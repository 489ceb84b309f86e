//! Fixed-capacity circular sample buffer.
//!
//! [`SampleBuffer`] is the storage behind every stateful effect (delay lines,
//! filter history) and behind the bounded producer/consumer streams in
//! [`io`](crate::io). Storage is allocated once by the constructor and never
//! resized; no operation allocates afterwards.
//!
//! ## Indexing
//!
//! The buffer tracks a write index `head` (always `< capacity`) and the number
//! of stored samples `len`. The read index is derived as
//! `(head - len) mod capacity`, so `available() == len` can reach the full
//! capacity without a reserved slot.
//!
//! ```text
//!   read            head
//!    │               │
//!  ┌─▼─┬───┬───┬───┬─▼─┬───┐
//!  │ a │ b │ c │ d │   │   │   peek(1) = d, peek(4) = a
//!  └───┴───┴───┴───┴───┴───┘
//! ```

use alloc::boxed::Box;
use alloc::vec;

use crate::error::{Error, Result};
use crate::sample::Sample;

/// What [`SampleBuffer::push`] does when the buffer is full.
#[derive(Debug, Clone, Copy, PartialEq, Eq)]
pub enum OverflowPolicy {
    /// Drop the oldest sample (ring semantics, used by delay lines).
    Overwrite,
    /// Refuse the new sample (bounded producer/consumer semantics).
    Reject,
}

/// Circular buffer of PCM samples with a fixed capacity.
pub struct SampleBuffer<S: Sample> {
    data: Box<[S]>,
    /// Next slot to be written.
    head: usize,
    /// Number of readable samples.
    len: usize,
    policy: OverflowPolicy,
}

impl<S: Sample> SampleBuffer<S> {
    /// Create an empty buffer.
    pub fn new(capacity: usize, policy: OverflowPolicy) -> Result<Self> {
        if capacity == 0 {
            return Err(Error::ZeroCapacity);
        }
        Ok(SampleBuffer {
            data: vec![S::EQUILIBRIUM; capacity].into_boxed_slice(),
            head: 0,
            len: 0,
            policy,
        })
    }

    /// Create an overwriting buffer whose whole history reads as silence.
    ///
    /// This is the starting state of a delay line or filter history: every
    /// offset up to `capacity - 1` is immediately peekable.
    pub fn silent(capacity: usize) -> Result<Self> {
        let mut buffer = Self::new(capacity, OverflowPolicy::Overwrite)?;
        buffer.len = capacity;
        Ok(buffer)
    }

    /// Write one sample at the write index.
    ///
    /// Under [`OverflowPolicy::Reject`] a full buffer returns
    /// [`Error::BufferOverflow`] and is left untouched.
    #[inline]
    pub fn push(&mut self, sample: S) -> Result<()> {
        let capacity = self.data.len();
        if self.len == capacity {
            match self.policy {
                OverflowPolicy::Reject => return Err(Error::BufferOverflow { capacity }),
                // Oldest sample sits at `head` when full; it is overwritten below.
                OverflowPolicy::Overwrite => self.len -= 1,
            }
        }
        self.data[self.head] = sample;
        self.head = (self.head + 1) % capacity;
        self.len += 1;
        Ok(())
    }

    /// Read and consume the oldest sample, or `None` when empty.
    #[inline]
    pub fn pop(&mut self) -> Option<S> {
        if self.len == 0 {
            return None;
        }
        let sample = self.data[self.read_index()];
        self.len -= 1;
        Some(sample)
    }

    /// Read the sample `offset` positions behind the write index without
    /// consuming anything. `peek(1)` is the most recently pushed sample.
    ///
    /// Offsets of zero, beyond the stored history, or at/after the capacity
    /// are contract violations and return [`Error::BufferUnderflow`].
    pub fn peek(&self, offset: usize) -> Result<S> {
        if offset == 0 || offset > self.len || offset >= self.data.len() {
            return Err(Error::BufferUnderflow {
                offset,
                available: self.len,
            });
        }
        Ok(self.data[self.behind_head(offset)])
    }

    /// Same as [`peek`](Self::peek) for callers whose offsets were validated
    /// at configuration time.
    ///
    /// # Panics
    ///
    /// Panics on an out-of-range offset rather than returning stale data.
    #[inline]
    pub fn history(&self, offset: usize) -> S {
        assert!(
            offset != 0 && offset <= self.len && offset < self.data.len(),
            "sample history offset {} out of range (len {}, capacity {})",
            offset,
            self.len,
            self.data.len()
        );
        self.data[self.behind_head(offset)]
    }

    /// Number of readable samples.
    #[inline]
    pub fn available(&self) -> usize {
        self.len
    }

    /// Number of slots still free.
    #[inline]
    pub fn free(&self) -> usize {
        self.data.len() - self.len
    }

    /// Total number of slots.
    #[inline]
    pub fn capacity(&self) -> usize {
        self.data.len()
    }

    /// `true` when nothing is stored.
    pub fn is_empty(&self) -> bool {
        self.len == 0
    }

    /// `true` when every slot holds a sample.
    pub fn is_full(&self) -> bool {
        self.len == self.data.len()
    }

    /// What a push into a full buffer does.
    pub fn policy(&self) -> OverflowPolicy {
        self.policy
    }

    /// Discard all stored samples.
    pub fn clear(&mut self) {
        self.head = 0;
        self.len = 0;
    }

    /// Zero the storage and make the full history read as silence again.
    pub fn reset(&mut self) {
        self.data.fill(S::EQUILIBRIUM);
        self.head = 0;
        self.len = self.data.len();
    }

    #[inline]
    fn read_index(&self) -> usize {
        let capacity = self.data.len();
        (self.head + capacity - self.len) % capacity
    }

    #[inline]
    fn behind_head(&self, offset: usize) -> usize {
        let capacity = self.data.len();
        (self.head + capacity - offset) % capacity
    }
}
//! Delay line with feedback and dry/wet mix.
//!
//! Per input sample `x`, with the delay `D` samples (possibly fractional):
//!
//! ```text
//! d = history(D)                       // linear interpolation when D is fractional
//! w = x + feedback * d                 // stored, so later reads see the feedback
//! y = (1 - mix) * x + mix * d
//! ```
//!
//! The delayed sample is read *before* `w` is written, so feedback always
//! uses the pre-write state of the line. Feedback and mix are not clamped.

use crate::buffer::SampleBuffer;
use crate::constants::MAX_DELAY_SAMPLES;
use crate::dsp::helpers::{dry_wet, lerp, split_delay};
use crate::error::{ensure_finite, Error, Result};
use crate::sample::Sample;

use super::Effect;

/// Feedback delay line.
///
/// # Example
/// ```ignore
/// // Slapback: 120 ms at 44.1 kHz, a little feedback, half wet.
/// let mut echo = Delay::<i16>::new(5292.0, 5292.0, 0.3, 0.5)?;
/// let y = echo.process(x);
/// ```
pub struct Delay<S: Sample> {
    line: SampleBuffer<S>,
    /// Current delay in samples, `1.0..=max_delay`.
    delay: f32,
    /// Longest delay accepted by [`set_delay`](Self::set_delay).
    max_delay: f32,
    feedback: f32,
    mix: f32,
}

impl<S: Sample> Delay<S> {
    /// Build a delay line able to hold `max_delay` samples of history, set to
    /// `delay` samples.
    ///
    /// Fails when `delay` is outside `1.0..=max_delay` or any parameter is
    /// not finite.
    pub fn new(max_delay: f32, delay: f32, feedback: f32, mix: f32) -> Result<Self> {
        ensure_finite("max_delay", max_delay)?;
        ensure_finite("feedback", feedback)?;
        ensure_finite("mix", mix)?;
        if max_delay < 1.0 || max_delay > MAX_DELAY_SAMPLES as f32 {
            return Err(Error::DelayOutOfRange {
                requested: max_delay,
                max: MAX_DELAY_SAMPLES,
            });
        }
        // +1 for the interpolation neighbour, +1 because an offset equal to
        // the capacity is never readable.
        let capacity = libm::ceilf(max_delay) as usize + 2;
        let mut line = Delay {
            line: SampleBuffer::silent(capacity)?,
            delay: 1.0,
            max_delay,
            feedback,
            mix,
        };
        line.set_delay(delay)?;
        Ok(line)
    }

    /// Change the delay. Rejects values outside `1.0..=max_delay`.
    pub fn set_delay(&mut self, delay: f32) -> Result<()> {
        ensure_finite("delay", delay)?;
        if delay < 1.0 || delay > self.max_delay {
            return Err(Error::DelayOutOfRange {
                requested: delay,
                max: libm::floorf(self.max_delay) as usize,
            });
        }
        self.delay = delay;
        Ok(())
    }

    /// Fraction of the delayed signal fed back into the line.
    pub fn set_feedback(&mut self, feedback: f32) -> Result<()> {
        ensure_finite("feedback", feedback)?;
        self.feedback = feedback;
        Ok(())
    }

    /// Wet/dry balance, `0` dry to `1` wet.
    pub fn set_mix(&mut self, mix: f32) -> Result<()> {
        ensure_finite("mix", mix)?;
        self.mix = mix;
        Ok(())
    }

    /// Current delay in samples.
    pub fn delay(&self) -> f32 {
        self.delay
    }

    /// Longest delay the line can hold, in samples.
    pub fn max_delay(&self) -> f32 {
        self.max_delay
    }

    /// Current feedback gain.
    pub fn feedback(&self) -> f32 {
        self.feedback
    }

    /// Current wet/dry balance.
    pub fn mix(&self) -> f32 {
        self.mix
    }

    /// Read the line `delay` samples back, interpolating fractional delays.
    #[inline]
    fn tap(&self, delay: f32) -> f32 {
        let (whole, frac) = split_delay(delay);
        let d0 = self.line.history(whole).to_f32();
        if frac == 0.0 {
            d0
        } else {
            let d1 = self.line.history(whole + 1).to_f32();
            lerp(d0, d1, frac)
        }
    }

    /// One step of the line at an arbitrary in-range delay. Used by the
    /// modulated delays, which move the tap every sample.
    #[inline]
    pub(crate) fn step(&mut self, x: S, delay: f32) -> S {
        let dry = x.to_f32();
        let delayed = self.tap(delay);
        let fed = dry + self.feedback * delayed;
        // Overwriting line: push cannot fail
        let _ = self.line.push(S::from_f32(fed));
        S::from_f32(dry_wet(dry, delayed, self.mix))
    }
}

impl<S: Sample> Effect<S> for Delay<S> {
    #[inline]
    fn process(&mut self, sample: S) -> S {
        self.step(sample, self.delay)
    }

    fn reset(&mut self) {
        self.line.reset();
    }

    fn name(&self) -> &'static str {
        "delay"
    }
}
◆ ◆ ◆ ◆ ◆ ◆ ◆
* [Task details]:
Go back to the listing above. Copy word for word the lines from the one with "is immediately peekable." through the one with "out of range", and nothing more.

* [Solution below]:
    /// offset up to `capacity - 1` is immediately peekable.
    pub fn silent(capacity: usize) -> Result<Self> {
        let mut buffer = Self::new(capacity, OverflowPolicy::Overwrite)?;
        buffer.len = capacity;
        Ok(buffer)
    }

    /// Write one sample at the write index.
    ///
    /// Under [`OverflowPolicy::Reject`] a full buffer returns
    /// [`Error::BufferOverflow`] and is left untouched.
    #[inline]
    pub fn push(&mut self, sample: S) -> Result<()> {
        let capacity = self.data.len();
        if self.len == capacity {
            match self.policy {
                OverflowPolicy::Reject => return Err(Error::BufferOverflow { capacity }),
                // Oldest sample sits at `head` when full; it is overwritten below.
                OverflowPolicy::Overwrite => self.len -= 1,
            }
        }
        self.data[self.head] = sample;
        self.head = (self.head + 1) % capacity;
        self.len += 1;
        Ok(())
    }

    /// Read and consume the oldest sample, or `None` when empty.
    #[inline]
    pub fn pop(&mut self) -> Option<S> {
        if self.len == 0 {
            return None;
        }
        let sample = self.data[self.read_index()];
        self.len -= 1;
        Some(sample)
    }

    /// Read the sample `offset` positions behind the write index without
    /// consuming anything. `peek(1)` is the most recently pushed sample.
    ///
    /// Offsets of zero, beyond the stored history, or at/after the capacity
    /// are contract violations and return [`Error::BufferUnderflow`].
    pub fn peek(&self, offset: usize) -> Result<S> {
        if offset == 0 || offset > self.len || offset >= self.data.len() {
            return Err(Error::BufferUnderflow {
                offset,
                available: self.len,
            });
        }
        Ok(self.data[self.behind_head(offset)])
    }

    /// Same as [`peek`](Self::peek) for callers whose offsets were validated
    /// at configuration time.
    ///
    /// # Panics
    ///
    /// Panics on an out-of-range offset rather than returning stale data.
    #[inline]
    pub fn history(&self, offset: usize) -> S {
        assert!(
            offset != 0 && offset <= self.len && offset < self.data.len(),
            "sample history offset {} out of range (len {}, capacity {})",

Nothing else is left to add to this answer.